I was 13 years old when I was assaulted. That assault resulted in an unplanned pregnancy. I had never heard the word abortion before but that was the only thing offered to my family. That day changed our family forever as my mom heard me screaming for help but she was told she couldn’t help me. At 16, I faced another pregnancy and went to Planned Parenthood. They said I was young, poor and in school and I should abort. At 13, I didn’t know what abortion was but at 16 I did. That day I asked my boyfriend what he thought. This was the first time I shared my story and he said, “we had nothing figured out but we would figure it out.” We chose life that day. By the time we were 23 we bought our first house and had two kiddos. We thought life was great but when I faced a miscarriage I struggled with what I now know as a double child grief. This would affect my marriage and how I would parent. By the time my kids hit middle school I believed my kids deserved a better mom and my husband a better wife. I turned to drugs and alcohol to numb my pain and left my family. My life was a huge mess. One night after a heavy night of drinking and being turned down to be picked up I had noone. That night I sat in my car and cried out to God. What I love is God saw me at my worst, post abortive, high and drunk women and lavished me in a love I had never felt before. That night God began to write his redemption story.
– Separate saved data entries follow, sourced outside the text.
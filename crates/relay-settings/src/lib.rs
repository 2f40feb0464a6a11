//! # relay-settings
//!
//! Configuration for the scale relay, loaded from three layers (in priority order):
//! 1. **Compiled defaults**: [`RelaySettings::default()`]
//! 2. **Settings file**: `~/.scale-relay/settings.json` or an explicit path (deep-merged over defaults)
//! 3. **Environment variables**: `PORT` and `RELAY_*` overrides
//!
//! The loaded settings are validated before being handed back.

#![deny(unsafe_code)]

pub mod errors;
pub mod loader;
pub mod types;

pub use errors::{Result, SettingsError};
pub use loader::{deep_merge, load_settings, load_settings_from_path, settings_path};
pub use types::*;

// ─────────────────────────────────────────────────────────────────────────────
// Tests
// ─────────────────────────────────────────────────────────────────────────────

#[cfg(test)]
mod tests {
    use super::*;

    #[test]
    fn re_exports_work() {
        let settings = RelaySettings::default();
        assert_eq!(settings.relay.welcome_message, DEFAULT_WELCOME_MESSAGE);
        let _path = settings_path();
    }

    #[test]
    fn deep_merge_re_exported() {
        let merged = deep_merge(serde_json::json!({"x": 1}), serde_json::json!({"y": 2}));
        assert_eq!(merged["x"], 1);
        assert_eq!(merged["y"], 2);
    }
}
I began healing for my sexual assault but wouldn't talk about my abortion. I felt like people in the church would throw me out if they knew. God kept meeting me and healing but still didn’t talk about my abortion. It wasn’t until I signed up to do sidewalk counseling that a sweet sister asked me if I had gone through healing. For the first time ever, I was allowed to grief Elliana Grace.
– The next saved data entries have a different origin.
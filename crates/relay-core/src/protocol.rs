//! Outbound wire envelopes.
//!
//! Data-bearing messages use `{"type": ..., "data": ...}`. The heartbeat
//! reply is flat (`{"type":"pong","timestamp":...}`), which is what deployed
//! scale firmware expects.

use serde::Serialize;

use crate::errors::Result;
use crate::reading::Reading;

/// Payload of the `welcome` envelope.
#[derive(Clone, Debug, PartialEq, Serialize)]
#[serde(rename_all = "camelCase")]
pub struct Welcome {
    /// Id assigned to the new connection.
    pub client_id: u64,
    /// Server time at connect, ISO-8601.
    pub server_time: String,
    /// Human-readable greeting.
    pub message: String,
}

/// Envelopes carrying a `data` payload.
#[derive(Clone, Debug, Serialize)]
#[serde(tag = "type", content = "data", rename_all = "lowercase")]
pub enum Envelope<'a> {
    /// Sent once to a new connection.
    Welcome(Welcome),
    /// Recent readings replayed to a new connection, oldest first.
    History(&'a [Reading]),
    /// A reading fanned out to every peer except its producer.
    Weight(&'a Reading),
}

impl Envelope<'_> {
    /// Serialize to the text frame sent on the wire.
    pub fn to_json(&self) -> Result<String> {
        Ok(serde_json::to_string(self)?)
    }
}

/// Heartbeat acknowledgement.
#[derive(Clone, Copy, Debug, PartialEq, Eq, Serialize)]
pub struct Pong {
    #[serde(rename = "type")]
    kind: &'static str,
    /// Server time in epoch millis.
    pub timestamp: i64,
}

impl Pong {
    /// Pong stamped with the given epoch millis.
    pub fn at(timestamp: i64) -> Self {
        Self {
            kind: "pong",
            timestamp,
        }
    }

    /// Serialize to the text frame sent on the wire.
    pub fn to_json(&self) -> Result<String> {
        Ok(serde_json::to_string(self)?)
    }
}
God would ask me to step out in faith to lead others in healing. I had no idea what it looked like but I gave God my yes. What I didn’t know was that my story was about ready to go public. The abortionist I went to hoarded 2411 babies in his garage. That night I cried out to Jesus and asked if my baby was one of the babies. I heard the Lord say, my baby and all the babies were with him, why did I think he asked me to share the rest of my story.
Men and women around the world began reaching out for help to heal after abortion. That lead to us starting She Found His Grace ministries. God has put a call on my life to help others find freedom from their past abortion. Now my husband and I travel the country speaking and help raise leaders to help others heal.